L’incision est faite par ponction directe de la face antérieure, au bistouri,
à lame fine puis agrandie, aux ciseaux de part et d’autre, avec hémostase
de la tranche par coagulation douce (fig 2, 3). La mise en place de fils
tracteurs avant ou après l’incision semble inutile et peut favoriser une
fuite biliaire sur une paroi fine.

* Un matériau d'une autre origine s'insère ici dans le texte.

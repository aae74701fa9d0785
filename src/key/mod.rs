// Copyright 2021 Google LLC
//
// Licensed under the Apache License, Version 2.0 (the "License");
// you may not use this file except in compliance with the License.
// You may obtain a copy of the License at
//
//      http://www.apache.org/licenses/LICENSE-2.0
//
// Unless required by applicable law or agreed to in writing, software
// distributed under the License is distributed on an "AS IS" BASIS,
// WITHOUT WARRANTIES OR CONDITIONS OF ANY KIND, either express or implied.
// See the License for the specific language governing permissions and
// limitations under the License.
//
////////////////////////////////////////////////////////////////////////////////

//! JWK and JWKSet functionality (RFC 7517).

use crate::{
    common::AsJsonValue,
    util::{b64_decode, b64_encode, random_bytes, ValueTryAs},
    JoseError, Result,
};
use p256::elliptic_curve::sec1::ToEncodedPoint;
use rand::rngs::OsRng;
use serde_json::{Map, Value};

#[cfg(test)]
mod tests;

const KTY: &str = "kty";
const USE: &str = "use";
const KEY_OPS: &str = "key_ops";
const ALG: &str = "alg";
const KID: &str = "kid";

/// Curves accepted by the OKP key factory.
pub const OKP_CURVES: &[&str] = &["Ed25519", "X25519"];

/// Curves accepted by the EC key factory.
pub const EC_CURVES: &[&str] = &["P-256"];

/// The purpose a key is selected for.
#[derive(Clone, Copy, Debug, Eq, PartialEq)]
pub enum KeyUse {
    /// Signing and verification (`sig`).
    Signature,
    /// Encryption and decryption (`enc`).
    Encryption,
}

impl KeyUse {
    /// The wire value of the `use` parameter.
    pub fn as_str(&self) -> &'static str {
        match self {
            KeyUse::Signature => "sig",
            KeyUse::Encryption => "enc",
        }
    }
}

/// Map a `key_ops` value onto the `use` it implies.
fn key_op_use(op: &str) -> Result<KeyUse> {
    match op {
        "sign" | "verify" => Ok(KeyUse::Signature),
        "encrypt" | "decrypt" | "wrapKey" | "unwrapKey" => Ok(KeyUse::Encryption),
        op => Err(JoseError::UnsupportedKeyOperation(op.to_owned())),
    }
}

/// Structure representing a cryptographic key (RFC 7517 section 4): an
/// immutable parameter mapping with a mandatory `kty`.
///
/// Values are opaque to the key model; type-specific validity (presence of
/// EC coordinates, key sizes and so on) is checked by the algorithm
/// consuming the key.
#[derive(Clone, Debug, PartialEq)]
pub struct Jwk {
    params: Map<String, Value>,
}

impl Jwk {
    /// Construct a key from a parameter mapping. `kty` must be present and
    /// be a string.
    pub fn from_params(params: Map<String, Value>) -> Result<Self> {
        match params.get(KTY) {
            Some(Value::String(_)) => Ok(Jwk { params }),
            Some(_) => Err(JoseError::Parse {
                segment: "key parameter \"kty\"".to_owned(),
                reason: "expected string",
            }),
            None => Err(JoseError::KeyNotFound(KTY.to_owned())),
        }
    }

    /// The key type.
    pub fn kty(&self) -> &str {
        // Invariant: `kty` is checked at construction.
        self.params[KTY].as_str().unwrap_or_default()
    }

    /// Get the parameter `name`, failing if it is absent.
    pub fn get(&self, name: &str) -> Result<&Value> {
        self.params
            .get(name)
            .ok_or_else(|| JoseError::KeyNotFound(name.to_owned()))
    }

    /// Indicate whether the parameter `name` is present. Never fails.
    pub fn has(&self, name: &str) -> bool {
        self.params.contains_key(name)
    }

    /// The `use` parameter, if present and a string.
    pub fn use_str(&self) -> Option<&str> {
        self.params.get(USE).and_then(Value::as_str)
    }

    /// The `alg` parameter, if present and a string.
    pub fn alg(&self) -> Option<&str> {
        self.params.get(ALG).and_then(Value::as_str)
    }

    /// The `kid` parameter, if present and a string.
    pub fn kid(&self) -> Option<&str> {
        self.params.get(KID).and_then(Value::as_str)
    }

    /// Produce a new key with one parameter added or replaced. `kty` is
    /// immutable after construction.
    pub fn with_parameter(self, name: impl Into<String>, value: Value) -> Result<Self> {
        let name = name.into();
        if name == KTY {
            return Err(JoseError::InvalidKey("the key type cannot be changed"));
        }
        let mut params = self.params;
        params.insert(name, value);
        Ok(Jwk { params })
    }

    /// Decode a base64url-encoded byte parameter, such as `k`, `x` or `d`.
    pub fn bytes_param(&self, name: &str) -> Result<Vec<u8>> {
        let value = self.get(name)?;
        let text = value
            .as_str()
            .ok_or(JoseError::InvalidKey("expected base64url string parameter"))?;
        b64_decode(text, "key parameter")
    }
}

impl AsJsonValue for Jwk {
    fn from_json_value(value: Value) -> Result<Self> {
        match value {
            Value::Object(m) => Jwk::from_params(m),
            _ => Err(JoseError::Parse {
                segment: "JWK".to_owned(),
                reason: "expected object",
            }),
        }
    }

    fn to_json_value(self) -> Result<Value> {
        Ok(Value::Object(self.params))
    }
}

impl crate::JsonSerializable for Jwk {}

json_serialize!(Jwk);

/// An ordered collection of [`Jwk`] objects. Uniqueness is not required;
/// iteration order equals insertion order.
#[derive(Clone, Debug, Default, PartialEq)]
pub struct JwkSet {
    keys: Vec<Jwk>,
}

impl JwkSet {
    /// Construct a set from keys in order.
    pub fn new(keys: Vec<Jwk>) -> Self {
        JwkSet { keys }
    }

    /// Number of keys in the set.
    pub fn len(&self) -> usize {
        self.keys.len()
    }

    /// Indicate whether the set is empty.
    pub fn is_empty(&self) -> bool {
        self.keys.is_empty()
    }

    /// Get the key at `index`, failing if it is out of range.
    pub fn key(&self, index: usize) -> Result<&Jwk> {
        self.keys.get(index).ok_or(JoseError::IndexOutOfRange(index))
    }

    /// Iterate over the keys in insertion order.
    pub fn iter(&self) -> impl Iterator<Item = &Jwk> {
        self.keys.iter()
    }

    /// Produce a new set with `key` appended.
    #[must_use]
    pub fn add_key(self, key: Jwk) -> Self {
        let mut keys = self.keys;
        keys.push(key);
        JwkSet { keys }
    }

    /// Produce a new set with the key at `index` removed.
    pub fn remove_key(self, index: usize) -> Result<Self> {
        if index >= self.keys.len() {
            return Err(JoseError::IndexOutOfRange(index));
        }
        let mut keys = self.keys;
        keys.remove(index);
        Ok(JwkSet { keys })
    }

    /// Select the most trustworthy key usable for `usage`.
    ///
    /// Keys are filtered on usage (from `use`, or inferred from `key_ops`),
    /// on `alg` when `algorithm` is requested, and on exact-match
    /// `restrictions` pairs. Surviving keys score +1 for a present matching
    /// usage and +1 for a present matching `alg`; keys without those
    /// parameters still pass with score 0. The highest score wins, ties
    /// broken by first occurrence.
    ///
    /// A `key_ops` value with no defined usage mapping is a usage error.
    pub fn select_key(
        &self,
        usage: KeyUse,
        algorithm: Option<&str>,
        restrictions: &[(&str, Value)],
    ) -> Result<Option<&Jwk>> {
        let mut best: Option<(u32, &Jwk)> = None;
        for key in &self.keys {
            let mut score = 0;

            if let Some(u) = key.use_str() {
                if u != usage.as_str() {
                    continue;
                }
                score += 1;
            } else if let Some(ops) = key.params.get(KEY_OPS) {
                let ops = ops.try_as_array("key parameter \"key_ops\"")?;
                let mut matched = false;
                for op in ops {
                    let op = op.try_as_str("key parameter \"key_ops\"")?;
                    if key_op_use(op)? == usage {
                        matched = true;
                    }
                }
                if !matched {
                    continue;
                }
                score += 1;
            }

            if let Some(algorithm) = algorithm {
                match key.alg() {
                    Some(a) if a == algorithm => score += 1,
                    Some(_) => continue,
                    None => {}
                }
            }

            if !restrictions
                .iter()
                .all(|(name, value)| key.params.get(*name) == Some(value))
            {
                continue;
            }

            match best {
                Some((s, _)) if s >= score => {}
                _ => best = Some((score, key)),
            }
        }
        Ok(best.map(|(_, key)| key))
    }
}

impl AsJsonValue for JwkSet {
    fn from_json_value(value: Value) -> Result<Self> {
        let map = value.try_as_object("JWKSet")?;
        let keys = map
            .get("keys")
            .ok_or(JoseError::Parse {
                segment: "JWKSet".to_owned(),
                reason: "missing \"keys\" member",
            })?
            .try_as_array("JWKSet \"keys\"")?;
        Ok(JwkSet {
            keys: keys
                .iter()
                .map(|k| Jwk::from_json_value(k.clone()))
                .collect::<Result<_>>()?,
        })
    }

    fn to_json_value(self) -> Result<Value> {
        let keys = self
            .keys
            .into_iter()
            .map(Jwk::to_json_value)
            .collect::<Result<_>>()?;
        let mut map = Map::new();
        map.insert("keys".to_owned(), Value::Array(keys));
        Ok(Value::Object(map))
    }
}

impl crate::JsonSerializable for JwkSet {}

json_serialize!(JwkSet);

/// Builder for [`Jwk`] objects. Constructors create the type-specific
/// parameters; generated key material is sized by the external primitive.
#[derive(Debug)]
pub struct JwkBuilder(Jwk);

impl JwkBuilder {
    fn with_params(params: Map<String, Value>) -> Self {
        JwkBuilder(Jwk { params })
    }

    fn param_map(kty: &str, rest: &[(&str, String)]) -> Map<String, Value> {
        let mut params = Map::new();
        params.insert(KTY.to_owned(), Value::String(kty.to_owned()));
        for (name, value) in rest {
            params.insert((*name).to_owned(), Value::String(value.clone()));
        }
        params
    }

    /// Constructor for a symmetric (`oct`) key specified by `k`.
    pub fn new_symmetric_key(k: &[u8]) -> Self {
        Self::with_params(Self::param_map("oct", &[("k", b64_encode(k))]))
    }

    /// Constructor for a fresh random symmetric (`oct`) key of `len` bytes.
    pub fn generate_symmetric_key(len: usize) -> Self {
        Self::new_symmetric_key(&random_bytes(len))
    }

    /// Constructor for the `none` key used with unsecured objects.
    pub fn new_none_key() -> Self {
        Self::with_params(Self::param_map("none", &[]))
    }

    /// Constructor for a fresh octet key pair on `curve`, failing if the
    /// curve is outside [`OKP_CURVES`].
    pub fn generate_okp_key(curve: &str) -> Result<Self> {
        let (x, d) = match curve {
            "Ed25519" => {
                let secret = ed25519_dalek::SigningKey::generate(&mut OsRng);
                (
                    secret.verifying_key().to_bytes().to_vec(),
                    secret.to_bytes().to_vec(),
                )
            }
            "X25519" => {
                let secret = x25519_dalek::StaticSecret::random_from_rng(OsRng);
                (
                    x25519_dalek::PublicKey::from(&secret).to_bytes().to_vec(),
                    secret.to_bytes().to_vec(),
                )
            }
            curve => return Err(JoseError::UnsupportedCurve(curve.to_owned())),
        };
        Ok(Self::with_params(Self::param_map(
            "OKP",
            &[
                ("crv", curve.to_owned()),
                ("x", b64_encode(x)),
                ("d", b64_encode(d)),
            ],
        )))
    }

    /// Constructor for a fresh elliptic curve key on `curve`, failing if the
    /// curve is outside [`EC_CURVES`].
    pub fn generate_ec_key(curve: &str) -> Result<Self> {
        if curve != "P-256" {
            return Err(JoseError::UnsupportedCurve(curve.to_owned()));
        }
        let secret = p256::ecdsa::SigningKey::random(&mut OsRng);
        let point = secret.verifying_key().to_encoded_point(false);
        let x = point
            .x()
            .ok_or(JoseError::CryptoFailure("EC public point has no coordinates"))?;
        let y = point
            .y()
            .ok_or(JoseError::CryptoFailure("EC public point has no coordinates"))?;
        Ok(Self::with_params(Self::param_map(
            "EC",
            &[
                ("crv", curve.to_owned()),
                ("x", b64_encode(x)),
                ("y", b64_encode(y)),
                ("d", b64_encode(secret.to_bytes())),
            ],
        )))
    }

    /// Set the key identifier.
    #[must_use]
    pub fn key_id(mut self, kid: impl Into<String>) -> Self {
        self.0.params.insert(KID.to_owned(), Value::String(kid.into()));
        self
    }

    /// Set the bound algorithm.
    #[must_use]
    pub fn algorithm(mut self, alg: impl Into<String>) -> Self {
        self.0.params.insert(ALG.to_owned(), Value::String(alg.into()));
        self
    }

    /// Set the key use.
    #[must_use]
    pub fn key_use(mut self, key_use: KeyUse) -> Self {
        self.0
            .params
            .insert(USE.to_owned(), Value::String(key_use.as_str().to_owned()));
        self
    }

    /// Add a key operation.
    #[must_use]
    pub fn add_key_op(mut self, op: impl Into<String>) -> Self {
        match self.0.params.get_mut(KEY_OPS) {
            Some(Value::Array(ops)) => ops.push(Value::String(op.into())),
            _ => {
                self.0.params.insert(
                    KEY_OPS.to_owned(),
                    Value::Array(vec![Value::String(op.into())]),
                );
            }
        }
        self
    }

    /// Set a parameter value.
    ///
    /// # Panics
    ///
    /// This function will panic if used to set `kty`.
    #[must_use]
    pub fn param(mut self, name: impl Into<String>, value: Value) -> Self {
        let name = name.into();
        if name == KTY {
            panic!("param() method used to set kty"); // safe: invalid input
        }
        self.0.params.insert(name, value);
        self
    }

    /// Build the [`Jwk`] instance.
    pub fn build(self) -> Jwk {
        self.0
    }
}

La décision de réaliser une anastomose
biliodigestive étant prise, pour une anastomose latérale la
cholédochotomie est limitée à l’hémicirconférence antérieure de la voie
biliaire en fonction de son calibre.
Cholédochoduodénostomie
Technique habituelle
C’est une anastomose latérolatérale (fig 6, 7). Le site de la
duodénotomie est choisi en faisant monter la première portion du
duodénum jusqu’au contact de la cholédochotomie.
Le décollement duodénopancréatique partiel facilite toujours cette
manœuvre. Le site habituel est sur la face antérosupérieure du genu
superius. L’incision duodénale est longitudinale, parallèle à la
cholédochotomie. La longueur est adaptée à celle de la bouche biliaire.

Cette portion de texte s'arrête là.